Halloween is coming, kiddies! That wonderful time of year full of monsters, candy and slutty schoolgirl costumes. It’s also the time when the fine folks over at Warner Archives send the Fango staff gifts of new DVDs—so it’s kind of like Christmas, and Warner is the Easter Bunny. Over the next few weeks, you can expect Flashbacks of a few Archive titles; let’s begin this journey with CONFESSIONS OF AN OPIUM EATER (a.k.a. SOULS FOR SALE), starring Vincent Price.

No one actually eats opium in CONFESSIONS OF AN OPIUM EATER. Nope, not a single nibble. Sure, there is an opium-laced backstory, but the main focus of this 1962 shocker is human trafficking. Price plays a man in turn-of-the-century San Francisco searching for danger and adventure. He ends up involved in a smuggling ring where Asian women are kidnapped and brought to the U.S., where they are auctioned off to the wealthy residents of San Fran’s Chinatown. Price fights to free the captive girls, but does stop to smoke a solo opium pipe along the way.

The film is based on the 1822 book CONFESSIONS OF AN OPIUM EATER, an autobiographical novel by Thomas De Quincey (that explains the non-applicable title…). The book stays fairly strictly focused on exquisite opium, but this movie limits the poppy pleasures to Price’s one smoking scene. It’s kind of like if they made William S. Burroughs’ heroin-addiction saga NAKED LUNCH into a movie about giant talking insects. Oh, wait…

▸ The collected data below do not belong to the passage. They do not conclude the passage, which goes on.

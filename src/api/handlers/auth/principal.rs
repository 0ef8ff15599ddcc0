//! Access-token gate for protected endpoints.

use axum::http::HeaderMap;
use chrono::Utc;

use super::state::AuthState;
use super::utils::extract_bearer_token;
use crate::error::AuthError;
use crate::token::AccessIdentity;

/// Resolve the caller behind a `Bearer` access token and enforce session
/// state: the session must still be live, and a session that requires
/// step-up verification rejects every protected operation until its code is
/// verified. Touching the session slides its activity window.
///
/// # Errors
/// Fails `MissingToken`, any token verification error, `TokenExpired` when
/// the session is gone or terminal, or `TwoFactorRequired` while elevation
/// is pending.
pub(crate) async fn require_access(
    headers: &HeaderMap,
    state: &AuthState,
) -> Result<AccessIdentity, AuthError> {
    let token = extract_bearer_token(headers).ok_or(AuthError::MissingToken)?;
    let identity = state.tokens().verify_access(&token).await?;

    let session = state
        .sessions()
        .fetch(identity.session_id)
        .await?
        .ok_or(AuthError::TokenExpired)?;

    if session.status.is_terminal() || session.expires_at <= Utc::now() {
        return Err(AuthError::TokenExpired);
    }
    if session.requires_2fa && !session.two_fa_verified {
        return Err(AuthError::TwoFactorRequired);
    }

    state.sessions().touch(session.id).await?;
    Ok(identity)
}
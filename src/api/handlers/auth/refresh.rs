//! Refresh-token rotation and logout endpoints.

use axum::{Json, extract::Extension, http::HeaderMap, http::StatusCode};
use serde_json::json;
use sqlx::PgPool;
use std::sync::Arc;

use super::state::AuthState;
use super::types::{LogoutRequest, RefreshRequest, RefreshResponse};
use super::utils::{extract_client_ip, user_agent};
use crate::error::AuthError;
use crate::events::{self, SecurityEvent, Severity, kinds};

#[utoipa::path(
    post,
    path = "/v1/auth/refresh",
    request_body = RefreshRequest,
    responses(
        (status = 200, description = "Rotated token pair", body = RefreshResponse),
        (status = 401, description = "Refresh token revoked or expired", body = crate::error::ErrorBody)
    ),
    tag = "auth"
)]
pub async fn refresh(
    headers: HeaderMap,
    pool: Extension<PgPool>,
    state: Extension<Arc<AuthState>>,
    Json(request): Json<RefreshRequest>,
) -> Result<Json<RefreshResponse>, AuthError> {
    let ip = extract_client_ip(&headers);
    let user_agent = user_agent(&headers);

    let pair = match state
        .tokens()
        .rotate(&request.refresh_token, ip.as_deref(), user_agent.as_deref())
        .await
    {
        Ok(pair) => pair,
        Err(err) => {
            events::record(
                &pool,
                SecurityEvent::new(kinds::TOKEN_REFRESH_FAILED, Severity::Warning)
                    .with_context(json!({ "ip": ip, "code": err.code() })),
            )
            .await;
            return Err(err);
        }
    };

    // Rotation counts as activity on the session behind the chain.
    state.sessions().touch(pair.session_id).await?;

    events::record(
        &pool,
        SecurityEvent::new(kinds::TOKEN_REFRESHED, Severity::Info)
            .with_context(json!({ "session_id": pair.session_id, "ip": ip })),
    )
    .await;

    Ok(Json(RefreshResponse {
        access_token: pair.access_token,
        refresh_token: pair.refresh_token,
    }))
}

#[utoipa::path(
    post,
    path = "/v1/auth/logout",
    request_body = LogoutRequest,
    responses(
        (status = 204, description = "Tokens revoked"),
        (status = 401, description = "Malformed refresh token", body = crate::error::ErrorBody)
    ),
    tag = "auth"
)]
pub async fn logout(
    headers: HeaderMap,
    pool: Extension<PgPool>,
    state: Extension<Arc<AuthState>>,
    Json(request): Json<LogoutRequest>,
) -> Result<StatusCode, AuthError> {
    let ip = extract_client_ip(&headers);

    // Lenient about expiry: a client must always be able to log out. The
    // signature still has to verify, which also gives us the session to close.
    let claims = state.tokens().revoke(&request.refresh_token).await?;

    if request.all_sessions {
        state.tokens().revoke_all(claims.sub).await?;
        state
            .sessions()
            .revoke_all_for_user(claims.sub, "logout")
            .await?;
    } else {
        state.sessions().revoke(claims.sid, "logout").await?;
    }

    events::record(
        &pool,
        SecurityEvent::new(kinds::LOGOUT, Severity::Info)
            .with_user(claims.sub)
            .with_context(json!({
                "session_id": claims.sid,
                "ip": ip,
                "all_sessions": request.all_sessions
            })),
    )
    .await;

    Ok(StatusCode::NO_CONTENT)
}
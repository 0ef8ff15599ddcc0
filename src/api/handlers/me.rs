//! Protected sample endpoint: who is behind this access token.
//!
//! Exists so the step-up gate has a first-party consumer; every other
//! protected surface in the platform applies the same `require_access` gate.

use anyhow::Context;
use axum::{Json, extract::Extension, http::HeaderMap};
use serde::Serialize;
use sqlx::{PgPool, Row};
use std::sync::Arc;
use tracing::Instrument;
use utoipa::ToSchema;
use uuid::Uuid;

use super::auth::AuthState;
use super::auth::principal::require_access;
use crate::error::AuthError;

#[derive(Debug, Serialize, ToSchema)]
pub struct MeResponse {
    pub id: Uuid,
    pub email: String,
    pub last_active: Option<String>,
}

#[utoipa::path(
    get,
    path = "/v1/me",
    responses(
        (status = 200, description = "The authenticated account", body = MeResponse),
        (status = 401, description = "Missing or invalid access token", body = crate::error::ErrorBody),
        (status = 403, description = "Two-factor verification pending", body = crate::error::ErrorBody)
    ),
    tag = "me"
)]
pub async fn me(
    headers: HeaderMap,
    pool: Extension<PgPool>,
    state: Extension<Arc<AuthState>>,
) -> Result<Json<MeResponse>, AuthError> {
    let identity = require_access(&headers, &state).await?;

    let query = r#"
        SELECT to_char(last_active AT TIME ZONE 'utc', 'YYYY-MM-DD"T"HH24:MI:SS"Z"') AS last_active
        FROM users
        WHERE id = $1
        LIMIT 1
    "#;
    let span = tracing::info_span!(
        "db.query",
        db.system = "postgresql",
        db.operation = "SELECT",
        db.statement = query
    );
    let row = sqlx::query(query)
        .bind(identity.user_id)
        .fetch_optional(&pool.0)
        .instrument(span)
        .await
        .context("failed to fetch account")?
        .ok_or(AuthError::UserNotFound)?;

    Ok(Json(MeResponse {
        id: identity.user_id,
        email: identity.email,
        last_active: row.get("last_active"),
    }))
}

I must applaud director/producer Albert Zugsmith (known for many other genre and exploitation flicks, from THE INCREDIBLE SHRINKING MAN to HIGH SCHOOL CONFEDENTIAL!) for his sweet display of film’s hallucinogenic power during the single drug-trip scene in CONFESSIONS OF AN OPIUM EATER. Both visual and audio cues become all types of psychedelic as Price journeys into dreamland. Even when he wakes up, the subsequent scenes are not only silent, but in slow motion. It is dizzying to watch, and a brilliant use of cinematic devices.

I spent much of the rest of this film trying to decide if it was racist or just outdated. The many Asian characters speak in ridiculously broken English while dressed in over-the-top Asian garb (which Price at one point calls their “Halloween costumes”), and are often seen eating bowls of rice. It feels racist, but it is exploitation after all, and one of the form’s main tenets is to overexaggerate a common misgiving or fear, in this case Asian culture. Plus, there is a jester-like midget who follows Price around, playing pipes and causing mischief. It’s all wrong on so many levels, but so much fun to watch.